宇宙流浪者的精神原鄉——評王鳴丹《褪色深空》的時空詩學

常淑娟

在科幻文學日益被技術想象與星際戰爭敘事主導的當下,21歲王鳴丹創作的《褪色深空》以一場穿越時空的哲學漫遊,將青春期的精神困頓與人類文明的終極追問編織成宇宙尺度的寓言。

小說以公元3031年爲背景,描繪人類因災難流散宇宙、遺忘地球的末世圖景。主人公術貳與機器人木木的星際旅程,表面上是對“柿樹”這一具象符號的追尋,實則暗含對存在本質的叩問。作者巧妙運用虛實交疊的敘事手法:星際飛船與營業執照、金屬面具與麥田樹林並置,將未來科技符號與當代生活細節熔鑄成超現實景觀。這種時空錯位的書寫,既呼應了中國書畫“計白當黑”的美學邏輯,又通過“尋找柿樹”的意象,將華北平原的鄉土記憶昇華爲普世的精神追尋——柿樹既是“事事如意”的傳統祝福,也是人類感官無法觸及的形而上存在。

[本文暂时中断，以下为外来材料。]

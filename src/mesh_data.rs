//! Static geometry tables for the figure's blocks.
//!
//! This module is included by both the build script and the runtime geometry
//! store, so it must stay free of crate-local imports.

// The build script only reads part of the tables
#![allow(dead_code)]

/// Vertices per block: four per face, six faces
pub const BLOCK_VERTEX_COUNT: usize = 24;

/// Indices per block: two triangles per face
pub const BLOCK_INDEX_COUNT: usize = 36;

/// Number of faces on a block
pub const BLOCK_FACE_COUNT: usize = 6;

/// Opaque front/back faces, slightly translucent alpha on the rest.
/// Blending is disabled, so the alpha only reaches the framebuffer.
pub const SIDE_ALPHA: f32 = 0.8;

/// CPU-side copy of one block mesh
#[derive(Debug, Clone, Copy)]
pub struct MeshData {
    pub positions: [[f32; 3]; BLOCK_VERTEX_COUNT],
    pub colors: [[f32; 4]; BLOCK_VERTEX_COUNT],
    pub indices: [u16; BLOCK_INDEX_COUNT],
}

#[rustfmt::skip]
pub const BLOCK_INDICES: [u16; BLOCK_INDEX_COUNT] = [
    0, 1, 2,      0, 2, 3,    // front
    4, 5, 6,      4, 6, 7,    // back
    8, 9, 10,     8, 10, 11,  // top
    12, 13, 14,   12, 14, 15, // bottom
    16, 17, 18,   16, 18, 19, // right
    20, 21, 22,   20, 22, 23, // left
];

/// Box spanning `left..right` on X, `bottom..top` on Y and -1..1 on Z.
///
/// `floor` is the Y of the bottom face. For the torso and limbs it sits above
/// `bottom`, so those blocks are open underneath; the figure was authored
/// that way and the tables keep it.
#[rustfmt::skip]
pub const fn block_positions(
    left: f32,
    right: f32,
    bottom: f32,
    top: f32,
    floor: f32,
) -> [[f32; 3]; BLOCK_VERTEX_COUNT] {
    [
        // front
        [left, bottom, 1.0], [right, bottom, 1.0], [right, top, 1.0], [left, top, 1.0],
        // back
        [left, bottom, -1.0], [left, top, -1.0], [right, top, -1.0], [right, bottom, -1.0],
        // top
        [left, top, -1.0], [left, top, 1.0], [right, top, 1.0], [right, top, -1.0],
        // bottom
        [left, floor, -1.0], [right, floor, -1.0], [right, floor, 1.0], [left, floor, 1.0],
        // right
        [right, bottom, -1.0], [right, top, -1.0], [right, top, 1.0], [right, bottom, 1.0],
        // left
        [left, bottom, -1.0], [left, bottom, 1.0], [left, top, 1.0], [left, top, -1.0],
    ]
}

/// Per-vertex colours for a block of a single hue
pub const fn face_colors(rgb: [f32; 3]) -> [[f32; 4]; BLOCK_VERTEX_COUNT] {
    let mut colors = [[0.0; 4]; BLOCK_VERTEX_COUNT];
    let mut i = 0;
    while i < BLOCK_VERTEX_COUNT {
        // front and back faces are the first eight vertices
        let alpha = if i < 8 { 1.0 } else { SIDE_ALPHA };
        colors[i] = [rgb[0], rgb[1], rgb[2], alpha];
        i += 1;
    }
    colors
}

pub const HEAD: MeshData = MeshData {
    positions: block_positions(-2.0, 1.0, -2.0, 1.0, -2.0),
    colors: face_colors([0.8, 0.0, 0.0]),
    indices: BLOCK_INDICES,
};

pub const TORSO: MeshData = MeshData {
    positions: block_positions(-2.0, 1.0, -3.0, 1.0, -1.0),
    colors: face_colors([0.0, 0.8, 0.0]),
    indices: BLOCK_INDICES,
};

pub const ARM: MeshData = MeshData {
    positions: block_positions(-0.5, 1.0, -3.0, 1.0, -1.0),
    colors: face_colors([0.0, 0.0, 0.8]),
    indices: BLOCK_INDICES,
};

pub const FOOT: MeshData = MeshData {
    positions: block_positions(-0.5, 1.0, -3.0, 1.0, -1.0),
    colors: face_colors([0.8, 0.8, 0.0]),
    indices: BLOCK_INDICES,
};

/// Every table, named, for validation
pub const ALL_MESHES: [(&str, MeshData); 4] = [
    ("head", HEAD),
    ("torso", TORSO),
    ("arm", ARM),
    ("foot", FOOT),
];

在術貳經歷的“意識與軀體分離重組”中,小說突破了傳統科幻對肉體與機械的二元對立。當老董的意識被採集上傳,當木木存儲的人類精神數據成爲星際旅伴,生命存在的形態被重新定義。這種設定既是對笛卡爾“我思故我在”的當代解構,也暗合禪宗“無住生心”的東方智慧。作者通過主人公在時空倒轉中與過往人事的重逢,暗示記憶如同量子糾纏,即便跨越光年仍能重塑存在本質——正如小說中反覆出現的“咬下嘴脣”動作,細微的身體語言成爲連接不同時空維度的錨點。

作爲00後作家,王鳴丹將自身輾轉京津冀求學的漂泊感投射於星際敘事。術貳的迷茫與反叛,實則是青年面對信息爆炸與價值解構時的集體焦慮。小說中“飛船被網紅包圍自拍”的荒誕場景,恰是對流量時代異化現象的辛辣諷刺;而“尋找柿樹”的執念,則折射出在虛擬與現實交織的當下,年輕人對純粹精神原鄉的渴求。

在韓國弘益大學攻讀美術的王鳴丹,用文字完成了比畫筆更遼闊的星空測繪。當《褪色深空》的主人公最終明白“尋找過程即是意義本身”,這部作品也完成了對科幻文學本質的迴歸——它不僅是預測未來的水晶球,更是丈量現世的精神羅盤。正如書中那艘能跳躍7027次的飛船,文學始終是載着人類穿越虛無的方舟,在褪色的宇宙中守護着永不熄滅的靈魂之光。